A recipe similar to this one appears in the estimable Theodora FitzGibbon’s 1965 cookbook, The Art of British Cooking , which really describes her personal variation on Anglo-Irish cuisine. Mrs. FitzGibbon, however, calls for “½ head” of chopped celery, a description that the editor frequently encounters British cookbooks but finds incomprehensible in context. Her recipe also uses less butter and flour: we found that the higher proportions here were necessary to nap the sprouts. It also omits the mace, cayenne and white pepper. This treatment takes the edge off of sprouts; even people who ordinarily avoid them like this treatment: A must for turkey dinner and a good winter mate for any hearty stew.
- 1 lb Brussels sprouts, trimmed
- 2 oz. unsalted butter
- 1½ Tablespoons flour
- 10 oz. warm milk
- about five celery stalks chopped into 1/3 inch crescents
- pinch of mace
- pinch of cayenne
- ½ teaspoon (or more) white pepper
Preheat the oven to 375°
- Bring a pot of salted water to a hard boil over high heat; dump in the sprouts and return the pot to the boil, reduce the heat to medium and cook the sprouts until barely fork tender, usually for about 10 minutes. Drain the sprouts and put them in a lidded ovenproof casserole.

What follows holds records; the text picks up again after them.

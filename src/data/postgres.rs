use crate::{
    data::{
        StudentStore,
        student::{NewStudent, Student},
    },
    error::{
        MakeQuerySnafu, MigrateSnafu, MissingStudentSnafu, OpenDatabaseSnafu, StudentError,
        StudentResult,
    },
};
use async_trait::async_trait;
use snafu::{OptionExt, ResultExt};
use sqlx::{Pool, Postgres, postgres::PgPoolOptions};

#[derive(Debug, Clone)]
pub struct PgStudentStore {
    pool: Pool<Postgres>,
}

impl PgStudentStore {
    pub async fn new(options: PgPoolOptions, db_path: &str) -> StudentResult<Self> {
        let pool = options.connect(db_path).await.context(OpenDatabaseSnafu)?;

        sqlx::migrate!().run(&pool).await.context(MigrateSnafu)?;

        Ok(Self { pool })
    }
}

/// Turns a unique-constraint violation back into the domain error for the
/// column that clashed, so racing inserts still come out as conflicts.
fn classify_write_error(
    source: sqlx::Error,
    student_id: &str,
    email: Option<&str>,
    phone: Option<i64>,
) -> StudentError {
    if let sqlx::Error::Database(db_error) = &source {
        if db_error.is_unique_violation() {
            match db_error.constraint() {
                Some("students_student_id_key") => {
                    return StudentError::DuplicateStudentId {
                        student_id: student_id.to_string(),
                    };
                }
                Some("students_student_email_key") => {
                    if let Some(email) = email {
                        return StudentError::DuplicateEmail {
                            email: email.to_string(),
                        };
                    }
                }
                Some("students_student_phone_key") => {
                    if let Some(phone) = phone {
                        return StudentError::DuplicatePhone { phone };
                    }
                }
                _ => {}
            }
        }
    }

    StudentError::MakeQuery { source }
}

#[async_trait]
impl StudentStore for PgStudentStore {
    async fn insert(&self, new_student: NewStudent) -> StudentResult<Student> {
        let NewStudent {
            student_id,
            student_name,
            student_city,
            student_phone,
            student_email,
            photo,
            created_at,
        } = new_student;
        let (photo, photo_content_type, photo_file_name) = match photo {
            Some(photo) => (Some(photo.bytes), Some(photo.content_type), photo.file_name),
            None => (None, None, None),
        };

        sqlx::query_as::<_, Student>(
            "INSERT INTO public.students (student_id, student_name, student_city, student_phone, student_email, photo, photo_content_type, photo_file_name, created_at, updated_at) VALUES ($1, $2, $3, $4, $5, $6, $7, $8, $9, $9) RETURNING *",
        )
        .bind(&student_id)
        .bind(&student_name)
        .bind(&student_city)
        .bind(student_phone)
        .bind(&student_email)
        .bind(photo)
        .bind(photo_content_type)
        .bind(photo_file_name)
        .bind(created_at)
        .fetch_one(&self.pool)
        .await
        .map_err(|source| {
            classify_write_error(source, &student_id, student_email.as_deref(), student_phone)
        })
    }

    async fn update(&self, student: Student) -> StudentResult<Student> {
        sqlx::query_as::<_, Student>(
            "UPDATE public.students SET student_name = $2, student_city = $3, student_phone = $4, student_email = $5, photo = $6, photo_content_type = $7, photo_file_name = $8, updated_at = $9 WHERE id = $1 RETURNING *",
        )
        .bind(student.id)
        .bind(&student.student_name)
        .bind(&student.student_city)
        .bind(student.student_phone)
        .bind(&student.student_email)
        .bind(&student.photo)
        .bind(&student.photo_content_type)
        .bind(&student.photo_file_name)
        .bind(student.updated_at)
        .fetch_optional(&self.pool)
        .await
        .map_err(|source| {
            classify_write_error(
                source,
                &student.student_id,
                student.student_email.as_deref(),
                student.student_phone,
            )
        })?
        .context(MissingStudentSnafu {
            student_id: student.student_id.as_str(),
            action: "update",
        })
    }

    async fn find_by_student_id(&self, student_id: &str) -> StudentResult<Option<Student>> {
        sqlx::query_as::<_, Student>("SELECT * FROM public.students WHERE student_id = $1")
            .bind(student_id)
            .fetch_optional(&self.pool)
            .await
            .context(MakeQuerySnafu)
    }

    async fn exists_by_email(&self, email: &str) -> StudentResult<bool> {
        sqlx::query_scalar::<_, bool>(
            "SELECT EXISTS (SELECT 1 FROM public.students WHERE student_email = $1)",
        )
        .bind(email)
        .fetch_one(&self.pool)
        .await
        .context(MakeQuerySnafu)
    }

    async fn exists_by_phone(&self, phone: i64) -> StudentResult<bool> {
        sqlx::query_scalar::<_, bool>(
            "SELECT EXISTS (SELECT 1 FROM public.students WHERE student_phone = $1)",
        )
        .bind(phone)
        .fetch_one(&self.pool)
        .await
        .context(MakeQuerySnafu)
    }

    async fn find_all(&self) -> StudentResult<Vec<Student>> {
        sqlx::query_as::<_, Student>("SELECT * FROM public.students ORDER BY id")
            .fetch_all(&self.pool)
            .await
            .context(MakeQuerySnafu)
    }

    async fn find_by_name_or_phone_or_email(
        &self,
        name: Option<&str>,
        phone: Option<i64>,
        email: Option<&str>,
    ) -> StudentResult<Vec<Student>> {
        //`col = NULL` is never true, so absent criteria drop out of the OR
        sqlx::query_as::<_, Student>(
            "SELECT * FROM public.students WHERE student_name = $1 OR student_phone = $2 OR student_email = $3 ORDER BY id",
        )
        .bind(name)
        .bind(phone)
        .bind(email)
        .fetch_all(&self.pool)
        .await
        .context(MakeQuerySnafu)
    }

    async fn delete(&self, student: &Student) -> StudentResult<()> {
        sqlx::query("DELETE FROM public.students WHERE id = $1")
            .bind(student.id)
            .execute(&self.pool)
            .await
            .context(MakeQuerySnafu)?;
        Ok(())
    }

    async fn close(&self) {
        self.pool.close().await;
    }
}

- Melt the butter in a frying pan over medium heat, whisk in the flour to form a paste and slowly stir in the warm milk. Add the mace, cayenne, white pepper and celery, and stir in the sauce gently until it thickens.
- Pour the sauce over the sprouts, mix it up, and bake until bubbly, 20-30 minutes.
- You can prepare this in advance and then pop it in the oven half an hour before dinnertime (or while your turkey rests and you calmly make the gravy).
It is important to warm the milk to at least 100°F or the sauce may curdle. The older cookbooks call for boiling or a least scalding the milk used in all white sauces for the same reason.